__Collected data entries__.
╭──

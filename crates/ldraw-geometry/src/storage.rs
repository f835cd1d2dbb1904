// This Source Code Form is subject to the terms of the Mozilla Public
// License, v. 2.0. If a copy of the MPL was not distributed with this
// file, You can obtain one at https://mozilla.org/MPL/2.0/.

//! Part and instructions storage
//!
//! [`MemoryStorage`] keeps two tables: packed parts keyed by their ID
//! without `.dat`, and packed whole models keyed by a caller supplied key
//! together with a timestamp. An entry is only returned for the exact
//! timestamp it was saved with. Both tables serialize to JSON, so a host can
//! persist them anywhere.
//!
//! [`NoopStorage`] caches nothing.

use crate::builder::GeometryBuilder;
use crate::packing::{pack, pack_part, shorten_id, unpack, unpack_part, PackedArrays, PackedPart};
use ldraw_model::{LoadError, PartStorage, PartType, PartTypeMap, Result};
use serde::{Deserialize, Serialize};
use std::collections::BTreeMap;
use std::sync::{Arc, PoisonError, RwLock};

/// Storage that never has anything
#[derive(Debug, Clone, Copy, Default)]
pub struct NoopStorage;

impl PartStorage for NoopStorage {
    fn retrieve_parts(&self, ids: &[String]) -> (Vec<PartType>, Vec<String>) {
        (Vec::new(), ids.to_vec())
    }

    fn save_parts(&self, _parts: &[&PartType]) {}

    fn retrieve_instructions(&self, _key: &str, _timestamp: i64) -> Option<PartTypeMap> {
        None
    }

    fn save_instructions(&self, _key: &str, _timestamp: i64, _part_types: &PartTypeMap) -> Result<()> {
        Ok(())
    }
}

/// A packed model with the timestamp it was saved under
#[derive(Debug, Clone, PartialEq, Serialize, Deserialize)]
pub struct StoredInstructions {
    pub timestamp: i64,
    pub data: PackedArrays,
}

#[derive(Debug, Clone, Default, PartialEq, Serialize, Deserialize)]
struct Tables {
    parts: BTreeMap<String, PackedPart>,
    instructions: BTreeMap<String, StoredInstructions>,
}

/// In-memory storage
///
/// Clones share the same tables.
#[derive(Debug, Clone, Default)]
pub struct MemoryStorage {
    tables: Arc<RwLock<Tables>>,
}

impl MemoryStorage {
    pub fn new() -> Self {
        Self::default()
    }

    pub fn part_count(&self) -> usize {
        self.tables.read().unwrap_or_else(PoisonError::into_inner).parts.len()
    }

    pub fn has_part(&self, id: &str) -> bool {
        self.tables
            .read()
            .unwrap_or_else(PoisonError::into_inner)
            .parts
            .contains_key(shorten_id(id))
    }

    pub fn has_instructions(&self, key: &str) -> bool {
        self.tables
            .read()
            .unwrap_or_else(PoisonError::into_inner)
            .instructions
            .contains_key(key)
    }

    pub fn clear(&self) {
        *self.tables.write().unwrap_or_else(PoisonError::into_inner) = Tables::default();
    }

    /// Both tables as JSON
    pub fn to_json(&self) -> Result<String> {
        let tables = self.tables.read().unwrap_or_else(PoisonError::into_inner);
        serde_json::to_string(&*tables).map_err(|e| LoadError::other(format!("Could not serialize storage: {}", e)))
    }

    pub fn from_json(json: &str) -> Result<Self> {
        let tables: Tables = serde_json::from_str(json)
            .map_err(|e| LoadError::other(format!("Invalid storage JSON: {}", e)))?;
        Ok(Self {
            tables: Arc::new(RwLock::new(tables)),
        })
    }
}

impl PartStorage for MemoryStorage {
    fn retrieve_parts(&self, ids: &[String]) -> (Vec<PartType>, Vec<String>) {
        let tables = self.tables.read().unwrap_or_else(PoisonError::into_inner);
        let mut found = Vec::new();
        let mut missing = Vec::new();
        for id in ids {
            let stored = id
                .ends_with(".dat")
                .then(|| tables.parts.get(shorten_id(id)))
                .flatten();
            match stored.map(unpack_part) {
                Some(Ok(pt)) => found.push(pt),
                Some(Err(err)) => {
                    log::warn!("Stored part {} is unreadable: {}", id, err);
                    missing.push(id.clone());
                }
                None => missing.push(id.clone()),
            }
        }
        (found, missing)
    }

    fn save_parts(&self, parts: &[&PartType]) {
        let mut tables = self.tables.write().unwrap_or_else(PoisonError::into_inner);
        let mut saved = 0;
        for pt in parts.iter().filter(|pt| pt.id.ends_with(".dat")) {
            if let Some(packed) = pack_part(pt) {
                tables.parts.insert(packed.id.clone(), packed);
                saved += 1;
            }
        }
        log::debug!("Saved {} of {} parts to storage", saved, parts.len());
    }

    fn retrieve_instructions(&self, key: &str, timestamp: i64) -> Option<PartTypeMap> {
        let tables = self.tables.read().unwrap_or_else(PoisonError::into_inner);
        let stored = tables.instructions.get(key)?;
        if stored.timestamp != timestamp {
            log::debug!(
                "Instructions {} are outdated ({} != {})",
                key,
                stored.timestamp,
                timestamp
            );
            return None;
        }
        match unpack(&stored.data) {
            Ok(map) => Some(map),
            Err(err) => {
                log::warn!("Stored instructions {} are unreadable: {}", key, err);
                None
            }
        }
    }

    fn save_instructions(&self, key: &str, timestamp: i64, part_types: &PartTypeMap) -> Result<()> {
        let builder = GeometryBuilder::new(part_types);
        let data = pack(&builder).map_err(|e| LoadError::other(e.to_string()))?;
        self.tables
            .write()
            .unwrap_or_else(PoisonError::into_inner)
            .instructions
            .insert(key.to_string(), StoredInstructions { timestamp, data });
        log::info!("Saved instructions {}", key);
        Ok(())
    }
}

#[cfg(test)]
mod tests {
    use super::*;
    use ldraw_model::Inlined;
    use ldraw_parser::{LoaderOptions, MemorySource, ModelLoader};

    const MODEL: &str = "0 Model\r\n\
                         1 4 0 0 0 1 0 0 0 1 0 0 0 1 3001.dat\r\n\
                         1 1 0 -24 0 1 0 0 0 1 0 0 0 1 3001.dat\r\n";

    const BRICK: &str = "0 Brick 2 x 4\r\n\
                         0 Name: 3001.dat\r\n\
                         0 !LDRAW_ORG Part UPDATE 2004-03\r\n\
                         0 !LICENSE Redistributable under CC BY 4.0 : see CAreadme.txt\r\n\
                         0 BFC CERTIFY CCW\r\n\
                         3 16 0 0 0 40 0 0 0 24 0\r\n\
                         2 24 0 0 0 40 0 0\r\n";

    fn options() -> LoaderOptions {
        LoaderOptions::default().with_instructions_key("model", 42)
    }

    fn load(source: MemorySource, storage: &MemoryStorage) -> ModelLoader {
        let mut loader = ModelLoader::new(source)
            .with_options(options())
            .with_storage(Box::new(storage.clone()));
        loader.load_model("model.ldr").unwrap();
        loader
    }

    #[test]
    fn test_noop_storage() {
        let ids = vec!["3001.dat".to_string()];
        let (found, missing) = NoopStorage.retrieve_parts(&ids);
        assert!(found.is_empty());
        assert_eq!(missing, ids);
        assert!(NoopStorage.retrieve_instructions("model", 1).is_none());
    }

    #[test]
    fn test_loader_saves_parts_and_instructions() {
        let storage = MemoryStorage::new();
        let source = MemorySource::new()
            .with_file("model.ldr", MODEL)
            .with_file("ldraw_parts/3001.dat", BRICK);
        let loader = load(source, &storage);
        assert!(loader.errors().is_empty());

        assert!(storage.has_part("3001.dat"));
        assert_eq!(storage.part_count(), 1);
        assert!(storage.has_instructions("model"));

        let (found, missing) = storage.retrieve_parts(&["3001.dat".to_string(), "3002.dat".to_string()]);
        assert_eq!(found.len(), 1);
        assert_eq!(found[0].id, "3001.dat");
        assert_eq!(found[0].inlined, Some(Inlined::Storage));
        assert_eq!(found[0].steps[0].triangles.len(), 1);
        assert_eq!(missing, vec!["3002.dat".to_string()]);
    }

    #[test]
    fn test_instructions_are_used_by_timestamp() {
        let storage = MemoryStorage::new();
        let source = MemorySource::new()
            .with_file("model.ldr", MODEL)
            .with_file("ldraw_parts/3001.dat", BRICK);
        load(source, &storage);

        // Nothing to fetch: everything comes from the instructions table
        let loader = load(MemorySource::new(), &storage);
        assert!(loader.is_loaded());
        let main = loader.main_model().unwrap();
        assert_eq!(main.id, "p0.ldr");
        assert_eq!(main.steps[0].triangles.len(), 2);

        assert!(storage.retrieve_instructions("model", 43).is_none());
        assert!(storage.retrieve_instructions("other", 42).is_none());
    }

    #[test]
    fn test_parts_come_from_storage() {
        let storage = MemoryStorage::new();
        let source = MemorySource::new()
            .with_file("model.ldr", MODEL)
            .with_file("ldraw_parts/3001.dat", BRICK);
        load(source, &storage);

        let mut loader = ModelLoader::new(MemorySource::new().with_file("model.ldr", MODEL))
            .with_storage(Box::new(storage.clone()));
        loader.load_model("model.ldr").unwrap();
        assert!(loader.errors().is_empty());
        let part = loader.part_types().get("3001.dat").unwrap();
        assert_eq!(part.inlined, Some(Inlined::Storage));
    }

    #[test]
    fn test_json_round_trip() {
        let storage = MemoryStorage::new();
        let source = MemorySource::new()
            .with_file("model.ldr", MODEL)
            .with_file("ldraw_parts/3001.dat", BRICK);
        load(source, &storage);

        let json = storage.to_json().unwrap();
        let restored = MemoryStorage::from_json(&json).unwrap();
        assert!(restored.has_part("3001"));
        assert!(restored.retrieve_instructions("model", 42).is_some());
        assert!(MemoryStorage::from_json("{").is_err());
    }
}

╰──

__WHAT YOU WILL DO__. In the lines above, spot each one that contains the word "MemoryStorage" and copy it.

__WRITTEN SOLUTION__.
//! [`MemoryStorage`] keeps two tables: packed parts keyed by their ID
pub struct MemoryStorage {
impl MemoryStorage {
impl PartStorage for MemoryStorage {
    fn load(source: MemorySource, storage: &MemoryStorage) -> ModelLoader {
        let storage = MemoryStorage::new();
        let storage = MemoryStorage::new();
        let storage = MemoryStorage::new();
        let storage = MemoryStorage::new();
        let restored = MemoryStorage::from_json(&json).unwrap();
        assert!(MemoryStorage::from_json("{").is_err());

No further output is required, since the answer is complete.